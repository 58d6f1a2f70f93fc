//! Common icons, pre-sized for the rest of the kit.

use dioxus::prelude::*;
use dioxus_free_icons::icons::ld_icons::{
    LdCheck, LdChevronDown, LdChevronRight, LdInfo, LdMenu, LdSearch, LdX,
};
use dioxus_free_icons::Icon;

#[component]
pub fn MenuIcon(#[props(default = 16)] size: u32) -> Element {
    rsx! {
        Icon::<LdMenu> { icon: LdMenu, width: size, height: size }
    }
}

#[component]
pub fn CloseIcon(#[props(default = 16)] size: u32) -> Element {
    rsx! {
        Icon::<LdX> { icon: LdX, width: size, height: size }
    }
}

#[component]
pub fn CheckIcon(#[props(default = 16)] size: u32) -> Element {
    rsx! {
        Icon::<LdCheck> { icon: LdCheck, width: size, height: size }
    }
}

#[component]
pub fn ChevronDownIcon(#[props(default = 16)] size: u32) -> Element {
    rsx! {
        Icon::<LdChevronDown> { icon: LdChevronDown, width: size, height: size }
    }
}

#[component]
pub fn ChevronRightIcon(#[props(default = 16)] size: u32) -> Element {
    rsx! {
        Icon::<LdChevronRight> { icon: LdChevronRight, width: size, height: size }
    }
}

#[component]
pub fn SearchIcon(#[props(default = 16)] size: u32) -> Element {
    rsx! {
        Icon::<LdSearch> { icon: LdSearch, width: size, height: size }
    }
}

#[component]
pub fn InfoIcon(#[props(default = 16)] size: u32) -> Element {
    rsx! {
        Icon::<LdInfo> { icon: LdInfo, width: size, height: size }
    }
}
//! Validated export graph.

use std::collections::{BTreeMap, BTreeSet, HashMap};
use std::path::{Path, PathBuf};

use petgraph::algo::toposort;
use petgraph::graph::{DiGraph, NodeIndex};

use crate::alias::resolve_entry;
use crate::error::RegistryError;
use crate::schema::{ModuleKind, RegistryDoc};
use crate::surface::{scan_source, ExportSurface};

/// A validated logical module: one publishable unit of the library.
#[derive(Debug, Clone, PartialEq, Eq)]
pub struct LogicalModule {
    pub name: String,
    pub kind: ModuleKind,
    /// Entry source file, package-root-relative. Alias-free.
    pub entry: PathBuf,
    /// Direct dependencies on other logical modules, sorted and deduplicated.
    pub deps: Vec<String>,
    /// Style assets shipped with the module, package-root-relative.
    pub assets: Vec<PathBuf>,
}

/// A validated category aggregate.
#[derive(Debug, Clone, PartialEq, Eq)]
pub struct Category {
    pub name: String,
    /// Member module names, sorted and deduplicated.
    pub members: Vec<String>,
}

/// The validated mapping from export names to implementation modules.
///
/// Constructing one performs every configuration check the build relies on;
/// a value of this type is guaranteed collision-free, dangling-reference-free
/// and acyclic.
#[derive(Debug, Clone)]
pub struct ExportGraph {
    pub package: String,
    /// Package-level stylesheet, if declared.
    pub style: Option<PathBuf>,
    /// Peer runtimes, sorted. Never bundled.
    pub peers: Vec<String>,
    modules: BTreeMap<String, LogicalModule>,
    categories: BTreeMap<String, Category>,
}

impl ExportGraph {
    /// Load and validate `registry.toml` from disk.
    pub fn load(path: &Path) -> Result<Self, RegistryError> {
        let text = std::fs::read_to_string(path).map_err(|source| RegistryError::Read {
            path: path.to_path_buf(),
            source,
        })?;
        let doc: RegistryDoc = toml::from_str(&text).map_err(|source| RegistryError::Parse {
            path: path.to_path_buf(),
            source,
        })?;
        Self::from_doc(doc)
    }

    /// Validate a parsed manifest into a graph.
    pub fn from_doc(doc: RegistryDoc) -> Result<Self, RegistryError> {
        let mut modules = BTreeMap::new();

        for entry in &doc.modules {
            let module = LogicalModule {
                name: entry.name.clone(),
                kind: entry.kind,
                entry: resolve_entry(&entry.name, &entry.path)?,
                deps: sorted_unique(&entry.deps),
                assets: entry
                    .assets
                    .iter()
                    .map(|a| resolve_entry(&entry.name, a))
                    .collect::<Result<Vec<_>, _>>()?,
            };
            if modules.insert(entry.name.clone(), module).is_some() {
                return Err(RegistryError::DuplicateName {
                    name: entry.name.clone(),
                });
            }
        }

        let mut categories = BTreeMap::new();
        for entry in &doc.categories {
            if modules.contains_key(&entry.name) || categories.contains_key(&entry.name) {
                return Err(RegistryError::DuplicateName {
                    name: entry.name.clone(),
                });
            }
            for member in &entry.members {
                if !modules.contains_key(member) {
                    return Err(RegistryError::UnknownMember {
                        category: entry.name.clone(),
                        member: member.clone(),
                    });
                }
            }
            categories.insert(
                entry.name.clone(),
                Category {
                    name: entry.name.clone(),
                    members: sorted_unique(&entry.members),
                },
            );
        }

        for module in modules.values() {
            for dep in &module.deps {
                if !modules.contains_key(dep) {
                    return Err(RegistryError::UnknownDependency {
                        module: module.name.clone(),
                        dep: dep.clone(),
                    });
                }
            }
        }

        let graph = ExportGraph {
            package: doc.package.name,
            style: doc
                .package
                .style
                .as_deref()
                .map(|s| resolve_entry("package.style", s))
                .transpose()?,
            peers: sorted_unique(&doc.package.peers),
            modules,
            categories,
        };
        graph.check_acyclic()?;
        Ok(graph)
    }

    fn check_acyclic(&self) -> Result<(), RegistryError> {
        let mut petgraph = DiGraph::<&str, ()>::new();
        let mut nodes: HashMap<&str, NodeIndex> = HashMap::new();
        for name in self.modules.keys() {
            nodes.insert(name, petgraph.add_node(name));
        }
        for module in self.modules.values() {
            for dep in &module.deps {
                petgraph.add_edge(nodes[module.name.as_str()], nodes[dep.as_str()], ());
            }
        }
        toposort(&petgraph, None)
            .map(|_| ())
            .map_err(|cycle| RegistryError::DependencyCycle {
                name: petgraph[cycle.node_id()].to_string(),
            })
    }

    pub fn module(&self, name: &str) -> Result<&LogicalModule, RegistryError> {
        self.modules
            .get(name)
            .ok_or_else(|| RegistryError::UnknownModule {
                name: name.to_string(),
            })
    }

    pub fn category(&self, name: &str) -> Option<&Category> {
        self.categories.get(name)
    }

    /// All logical modules, in name order.
    pub fn modules(&self) -> impl Iterator<Item = &LogicalModule> {
        self.modules.values()
    }

    /// All category aggregates, in name order.
    pub fn categories(&self) -> impl Iterator<Item = &Category> {
        self.categories.values()
    }

    /// The transitive dependency set of a module (the module itself excluded).
    pub fn closure(&self, name: &str) -> Result<BTreeSet<String>, RegistryError> {
        let mut seen = BTreeSet::new();
        let mut stack: Vec<String> = self.module(name)?.deps.clone();
        while let Some(next) = stack.pop() {
            if seen.insert(next.clone()) {
                stack.extend(self.module(&next)?.deps.iter().cloned());
            }
        }
        Ok(seen)
    }

    /// Public export surface of a module, read from its entry source.
    pub fn module_surface(
        &self,
        package_root: &Path,
        module: &LogicalModule,
    ) -> Result<ExportSurface, std::io::Error> {
        let source = std::fs::read_to_string(package_root.join(&module.entry))?;
        Ok(scan_source(&source))
    }

    /// Union surface of a category's members.
    ///
    /// Members were validated at construction, so the lookups cannot fail.
    pub fn category_surface(
        &self,
        package_root: &Path,
        category: &Category,
    ) -> Result<ExportSurface, std::io::Error> {
        let mut union = ExportSurface::default();
        for member in &category.members {
            if let Some(module) = self.modules.get(member) {
                union.extend(self.module_surface(package_root, module)?);
            }
        }
        Ok(union)
    }
}

fn sorted_unique(items: &[String]) -> Vec<String> {
    let set: BTreeSet<&String> = items.iter().collect();
    set.into_iter().cloned().collect()
}

#[cfg(test)]
mod tests {
    use super::*;
    use crate::schema::{CategoryEntry, ModuleEntry, PackageSection};
    use pretty_assertions::assert_eq;

    fn module(name: &str, deps: &[&str]) -> ModuleEntry {
        ModuleEntry {
            name: name.to_string(),
            kind: ModuleKind::Component,
            path: format!("@/components/{name}/component.rs"),
            deps: deps.iter().map(|d| d.to_string()).collect(),
            assets: vec![],
        }
    }

    fn doc(modules: Vec<ModuleEntry>, categories: Vec<CategoryEntry>) -> RegistryDoc {
        RegistryDoc {
            package: PackageSection {
                name: "prism-ui".to_string(),
                style: None,
                peers: vec!["dioxus".to_string()],
            },
            modules,
            categories,
        }
    }

    #[test]
    fn duplicate_module_name_is_rejected() {
        let err = ExportGraph::from_doc(doc(
            vec![module("button", &[]), module("button", &[])],
            vec![],
        ))
        .unwrap_err();
        assert!(matches!(err, RegistryError::DuplicateName { name } if name == "button"));
    }

    #[test]
    fn category_may_not_shadow_a_module() {
        let err = ExportGraph::from_doc(doc(
            vec![module("button", &[])],
            vec![CategoryEntry {
                name: "button".to_string(),
                members: vec!["button".to_string()],
            }],
        ))
        .unwrap_err();
        assert!(matches!(err, RegistryError::DuplicateName { .. }));
    }

    #[test]
    fn dangling_category_member_is_rejected() {
        let err = ExportGraph::from_doc(doc(
            vec![module("button", &[])],
            vec![CategoryEntry {
                name: "hooks".to_string(),
                members: vec!["use-theme".to_string()],
            }],
        ))
        .unwrap_err();
        assert!(
            matches!(err, RegistryError::UnknownMember { category, member }
                if category == "hooks" && member == "use-theme")
        );
    }

    #[test]
    fn unknown_dependency_is_rejected() {
        let err =
            ExportGraph::from_doc(doc(vec![module("button", &["nope"])], vec![])).unwrap_err();
        assert!(matches!(err, RegistryError::UnknownDependency { module, dep }
            if module == "button" && dep == "nope"));
    }

    #[test]
    fn dependency_cycle_is_rejected() {
        let err = ExportGraph::from_doc(doc(
            vec![
                module("a", &["b"]),
                module("b", &["c"]),
                module("c", &["a"]),
            ],
            vec![],
        ))
        .unwrap_err();
        assert!(matches!(err, RegistryError::DependencyCycle { .. }));
    }

    #[test]
    fn closure_is_transitive_and_excludes_self() {
        let graph = ExportGraph::from_doc(doc(
            vec![
                module("tooltip-button", &["button", "tooltip"]),
                module("tooltip", &["tooltip-provider"]),
                module("tooltip-provider", &[]),
                module("button", &["utils"]),
                module("utils", &[]),
                module("hooks-only", &[]),
            ],
            vec![],
        ))
        .unwrap();

        let closure = graph.closure("tooltip-button").unwrap();
        let expected: BTreeSet<String> = ["button", "tooltip", "tooltip-provider", "utils"]
            .into_iter()
            .map(String::from)
            .collect();
        assert_eq!(closure, expected);

        // An unrelated module never rides along.
        assert!(!closure.contains("hooks-only"));
        assert!(graph.closure("utils").unwrap().is_empty());
    }

    #[test]
    fn deps_are_sorted_and_deduplicated() {
        let graph = ExportGraph::from_doc(doc(
            vec![
                module("z", &[]),
                module("a", &[]),
                module("top", &["z", "a", "z"]),
            ],
            vec![],
        ))
        .unwrap();
        assert_eq!(graph.module("top").unwrap().deps, vec!["a", "z"]);
    }
}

■ ■ ■

_Work task:_
Copy out all the lines of the records that include "peers".

_Answer to the exercise:_
    pub peers: Vec<String>,
            peers: sorted_unique(&doc.package.peers),
                peers: vec!["dioxus".to_string()],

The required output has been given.